* Problem description:
The records that follow must be transcribed in full, without any change.

(Records from a collection)

- - - - -

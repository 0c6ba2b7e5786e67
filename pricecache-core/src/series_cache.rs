//! Cache-or-fetch resolution of a [`Query`] to an [`ObservationTable`].
//!
//! A hit returns the stored table untouched. A miss fetches from the provider,
//! normalizes once, persists, and only then returns.

use crate::config::CacheConfig;
use crate::error::DataError;
use crate::provider::PriceHistoryProvider;
use crate::query::{CacheKey, Query};
use crate::store::{ParquetStore, TableStore};
use crate::table::ObservationTable;
use crate::yahoo::YahooProvider;
use std::collections::HashMap;
use std::sync::{Arc, Mutex, PoisonError};

/// Resolves queries against a local store, falling back to a remote provider.
pub struct SeriesCache<P, S> {
    provider: P,
    store: S,
    key_locks: KeyLocks,
}

impl SeriesCache<YahooProvider, ParquetStore> {
    /// Yahoo-backed cache over Parquet files in `config.storage_root`.
    pub fn from_config(config: &CacheConfig) -> Result<Self, DataError> {
        let provider = YahooProvider::new(&config.provider)?;
        let store = ParquetStore::new(&config.storage_root);
        Ok(Self::new(provider, store))
    }
}

impl<P: PriceHistoryProvider, S: TableStore> SeriesCache<P, S> {
    pub fn new(provider: P, store: S) -> Self {
        Self {
            provider,
            store,
            key_locks: KeyLocks::default(),
        }
    }

    pub fn provider(&self) -> &P {
        &self.provider
    }

    pub fn store(&self) -> &S {
        &self.store
    }

    /// Return the table for `query`, downloading and caching it on a miss.
    ///
    /// Fails with [`DataError::NoData`] when the provider has no rows for the
    /// range; nothing is written in that case. Provider and store errors are
    /// returned as-is, and a table is never returned unless it was persisted.
    pub fn fetch(&self, query: &Query) -> Result<ObservationTable, DataError> {
        let key = query.cache_key();

        let lock = self.key_locks.lock_for(&key);
        let result = {
            let _guard = lock.lock().unwrap_or_else(PoisonError::into_inner);
            self.fetch_locked(query, &key)
        };
        self.key_locks.release(&key, &lock);
        result
    }

    /// Body of [`fetch`](Self::fetch), run while holding the key's lock.
    fn fetch_locked(&self, query: &Query, key: &CacheKey) -> Result<ObservationTable, DataError> {
        if self.store.exists(&key) {
            log::info!("Loading {} from cache...", query.symbol());
            let table = self.store.load(key)?;
            log::debug!("cache hit {key}: {} rows", table.len());
            return Ok(table);
        }

        log::info!(
            "Downloading {} from {}...",
            query.symbol(),
            self.provider.name()
        );
        let bars = self
            .provider
            .fetch(query.symbol(), query.start(), query.end())?;

        if bars.is_empty() {
            log::warn!("provider returned no rows for {query}");
            return Err(DataError::NoData {
                symbol: query.symbol().to_string(),
                start: query.start(),
                end: query.end(),
            });
        }

        let table = ObservationTable::from_raw(bars)?;
        self.store.save_fetched(&table, key, self.provider.name())?;
        log::debug!(
            "cached {key}: {} rows from {}",
            table.len(),
            self.provider.name()
        );

        Ok(table)
    }
}

/// One mutex per cache key, so concurrent fetches of the same query in this
/// process run one at a time while different keys proceed independently.
///
/// Entries live only while some fetch holds or waits on them; the map stays
/// bounded by the number of keys in flight.
#[derive(Default)]
struct KeyLocks {
    locks: Mutex<HashMap<CacheKey, Arc<Mutex<()>>>>,
}

impl KeyLocks {
    fn lock_for(&self, key: &CacheKey) -> Arc<Mutex<()>> {
        let mut locks = self.locks.lock().unwrap_or_else(PoisonError::into_inner);
        Arc::clone(locks.entry(key.clone()).or_default())
    }

    /// Drop the map's entry for `key` once `lock` is the last handle on it
    /// outside the map. Waiters cloned their handle under the map mutex, so
    /// a count of two means nobody else can still be queued on it.
    fn release(&self, key: &CacheKey, lock: &Arc<Mutex<()>>) {
        let mut locks = self.locks.lock().unwrap_or_else(PoisonError::into_inner);
        if let Some(entry) = locks.get(key) {
            if Arc::ptr_eq(entry, lock) && Arc::strong_count(entry) == 2 {
                locks.remove(key);
            }
        }
    }

    #[cfg(test)]
    fn len(&self) -> usize {
        self.locks.lock().unwrap_or_else(PoisonError::into_inner).len()
    }
}
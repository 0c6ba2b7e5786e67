//! Structured error type for every data operation in the crate.
//!
//! Variants carry strings rather than source errors so they display the same
//! way in the CLI and in logs.

use chrono::NaiveDate;
use thiserror::Error;

#[derive(Debug, Error)]
pub enum DataError {
    #[error("invalid query: {0}")]
    InvalidQuery(String),

    #[error("No data found for '{symbol}' ({start} to {end}); check symbol or date range")]
    NoData {
        symbol: String,
        start: NaiveDate,
        end: NaiveDate,
    },

    #[error("network unreachable: {0}")]
    NetworkUnreachable(String),

    #[error("rate limited by provider (retry after {retry_after_secs}s)")]
    RateLimited { retry_after_secs: u64 },

    #[error("authentication required: {0}")]
    AuthenticationRequired(String),

    #[error("response format changed: {0}")]
    ResponseFormatChanged(String),

    #[error("storage error: {0}")]
    Storage(String),

    #[error("parquet I/O error: {0}")]
    Parquet(String),

    #[error("config error: {0}")]
    Config(String),

    #[error("data error: {0}")]
    Other(String),
}

impl DataError {
    /// True for the empty-result case, the one failure callers usually want to
    /// tell apart from collaborator failures.
    pub fn is_no_data(&self) -> bool {
        matches!(self, DataError::NoData { .. })
    }
}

- - - - -

* Output of the task:
repository 0c6ba2b7e5786e67
filename pricecache-core/src/series_cache.rs
//! Cache-or-fetch resolution of a [`Query`] to an [`ObservationTable`].
//!
//! A hit returns the stored table untouched. A miss fetches from the provider,
//! normalizes once, persists, and only then returns.

use crate::config::CacheConfig;
use crate::error::DataError;
use crate::provider::PriceHistoryProvider;
use crate::query::{CacheKey, Query};
use crate::store::{ParquetStore, TableStore};
use crate::table::ObservationTable;
use crate::yahoo::YahooProvider;
use std::collections::HashMap;
use std::sync::{Arc, Mutex, PoisonError};

/// Resolves queries against a local store, falling back to a remote provider.
pub struct SeriesCache<P, S> {
    provider: P,
    store: S,
    key_locks: KeyLocks,
}

impl SeriesCache<YahooProvider, ParquetStore> {
    /// Yahoo-backed cache over Parquet files in `config.storage_root`.
    pub fn from_config(config: &CacheConfig) -> Result<Self, DataError> {
        let provider = YahooProvider::new(&config.provider)?;
        let store = ParquetStore::new(&config.storage_root);
        Ok(Self::new(provider, store))
    }
}

impl<P: PriceHistoryProvider, S: TableStore> SeriesCache<P, S> {
    pub fn new(provider: P, store: S) -> Self {
        Self {
            provider,
            store,
            key_locks: KeyLocks::default(),
        }
    }

    pub fn provider(&self) -> &P {
        &self.provider
    }

    pub fn store(&self) -> &S {
        &self.store
    }

    /// Return the table for `query`, downloading and caching it on a miss.
    ///
    /// Fails with [`DataError::NoData`] when the provider has no rows for the
    /// range; nothing is written in that case. Provider and store errors are
    /// returned as-is, and a table is never returned unless it was persisted.
    pub fn fetch(&self, query: &Query) -> Result<ObservationTable, DataError> {
        let key = query.cache_key();

        let lock = self.key_locks.lock_for(&key);
        let result = {
            let _guard = lock.lock().unwrap_or_else(PoisonError::into_inner);
            self.fetch_locked(query, &key)
        };
        self.key_locks.release(&key, &lock);
        result
    }

    /// Body of [`fetch`](Self::fetch), run while holding the key's lock.
    fn fetch_locked(&self, query: &Query, key: &CacheKey) -> Result<ObservationTable, DataError> {
        if self.store.exists(&key) {
            log::info!("Loading {} from cache...", query.symbol());
            let table = self.store.load(key)?;
            log::debug!("cache hit {key}: {} rows", table.len());
            return Ok(table);
        }

        log::info!(
            "Downloading {} from {}...",
            query.symbol(),
            self.provider.name()
        );
        let bars = self
            .provider
            .fetch(query.symbol(), query.start(), query.end())?;

        if bars.is_empty() {
            log::warn!("provider returned no rows for {query}");
            return Err(DataError::NoData {
                symbol: query.symbol().to_string(),
                start: query.start(),
                end: query.end(),
            });
        }

        let table = ObservationTable::from_raw(bars)?;
        self.store.save_fetched(&table, key, self.provider.name())?;
        log::debug!(
            "cached {key}: {} rows from {}",
            table.len(),
            self.provider.name()
        );

        Ok(table)
    }
}

/// One mutex per cache key, so concurrent fetches of the same query in this
/// process run one at a time while different keys proceed independently.
///
/// Entries live only while some fetch holds or waits on them; the map stays
/// bounded by the number of keys in flight.
#[derive(Default)]
struct KeyLocks {
    locks: Mutex<HashMap<CacheKey, Arc<Mutex<()>>>>,
}

impl KeyLocks {
    fn lock_for(&self, key: &CacheKey) -> Arc<Mutex<()>> {
        let mut locks = self.locks.lock().unwrap_or_else(PoisonError::into_inner);
        Arc::clone(locks.entry(key.clone()).or_default())
    }

    /// Drop the map's entry for `key` once `lock` is the last handle on it
    /// outside the map. Waiters cloned their handle under the map mutex, so
    /// a count of two means nobody else can still be queued on it.
    fn release(&self, key: &CacheKey, lock: &Arc<Mutex<()>>) {
        let mut locks = self.locks.lock().unwrap_or_else(PoisonError::into_inner);
        if let Some(entry) = locks.get(key) {
            if Arc::ptr_eq(entry, lock) && Arc::strong_count(entry) == 2 {
                locks.remove(key);
            }
        }
    }

    #[cfg(test)]
    fn len(&self) -> usize {
        self.locks.lock().unwrap_or_else(PoisonError::into_inner).len()
    }
}
repository 0c6ba2b7e5786e67
//! Structured error type for every data operation in the crate.
//!
//! Variants carry strings rather than source errors so they display the same
//! way in the CLI and in logs.

use chrono::NaiveDate;
use thiserror::Error;

#[derive(Debug, Error)]
pub enum DataError {
    #[error("invalid query: {0}")]
    InvalidQuery(String),

    #[error("No data found for '{symbol}' ({start} to {end}); check symbol or date range")]
    NoData {
        symbol: String,
        start: NaiveDate,
        end: NaiveDate,
    },

    #[error("network unreachable: {0}")]
    NetworkUnreachable(String),

    #[error("rate limited by provider (retry after {retry_after_secs}s)")]
    RateLimited { retry_after_secs: u64 },

    #[error("authentication required: {0}")]
    AuthenticationRequired(String),

    #[error("response format changed: {0}")]
    ResponseFormatChanged(String),

    #[error("storage error: {0}")]
    Storage(String),

    #[error("parquet I/O error: {0}")]
    Parquet(String),

    #[error("config error: {0}")]
    Config(String),

    #[error("data error: {0}")]
    Other(String),
}

impl DataError {
    /// True for the empty-result case, the one failure callers usually want to
    /// tell apart from collaborator failures.
    pub fn is_no_data(&self) -> bool {
        matches!(self, DataError::NoData { .. })
    }
}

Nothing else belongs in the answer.